Firstly, when calculating the taxable profits of a company, any profit or loss arising from a loan relationship with a connected company must be calculated using arm’s length terms. This means that the interest rate and other terms of the loan must be the same as those that would apply if the companies were not connected. If the terms are not arm’s length, the profits or losses must be adjusted to reflect what would have been the case if the terms were arm’s length.

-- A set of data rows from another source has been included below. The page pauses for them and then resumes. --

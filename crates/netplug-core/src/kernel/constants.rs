/// Environment variable selecting the network plugin library (`none` disables loading)
pub const ENV_NET_PLUGIN: &str = "NETPLUG_NET_PLUGIN";

/// Environment variable enabling or disabling the collective family
pub const ENV_COLLNET_ENABLE: &str = "NETPLUG_COLLNET_ENABLE";

/// Library stem used when no plugin name is configured.
/// Expands to `libnetplug-net.so` on Linux.
pub const DEFAULT_PLUGIN_STEM: &str = "netplug-net";

/// Plugin name that disables plugin loading altogether
pub const PLUGIN_DISABLED: &str = "none";

/// Exported symbol prefix of the point-to-point network family
pub const NETWORK_SYMBOL_PREFIX: &str = "networkPlugin";

/// Exported symbol prefix of the collective-offload family
pub const COLLECTIVE_SYMBOL_PREFIX: &str = "collectivePlugin";

/// Log target for resolution diagnostics
pub const LOG_TARGET_NET: &str = "netplug::net";

/// Log target for messages emitted by the plugin through its logger callback
pub const LOG_TARGET_PLUGIN: &str = "netplug::plugin";

/// Log target for library open/close and adoption
pub const LOG_TARGET_LOADER: &str = "netplug::loader";

/// Size in bytes of the opaque connection handle exchanged out of band
pub const NET_HANDLE_MAXSIZE: usize = 128;

/// Maximum physical devices folded into one virtual device
pub const MAX_DEVS_PER_VDEVICE: usize = 4;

Secondly, there are anti-avoidance rules that apply to connected companies that have loan relationships. These rules are designed to prevent companies from exploiting the tax system by transferring profits between connected companies via loan relationships. The rules apply where a company has a loan relationship with a connected company and there is a tax advantage to be gained by transferring profits between the companies. In such cases, the profits or losses arising from the loan relationship may be adjusted to reflect the commercial reality of the transaction.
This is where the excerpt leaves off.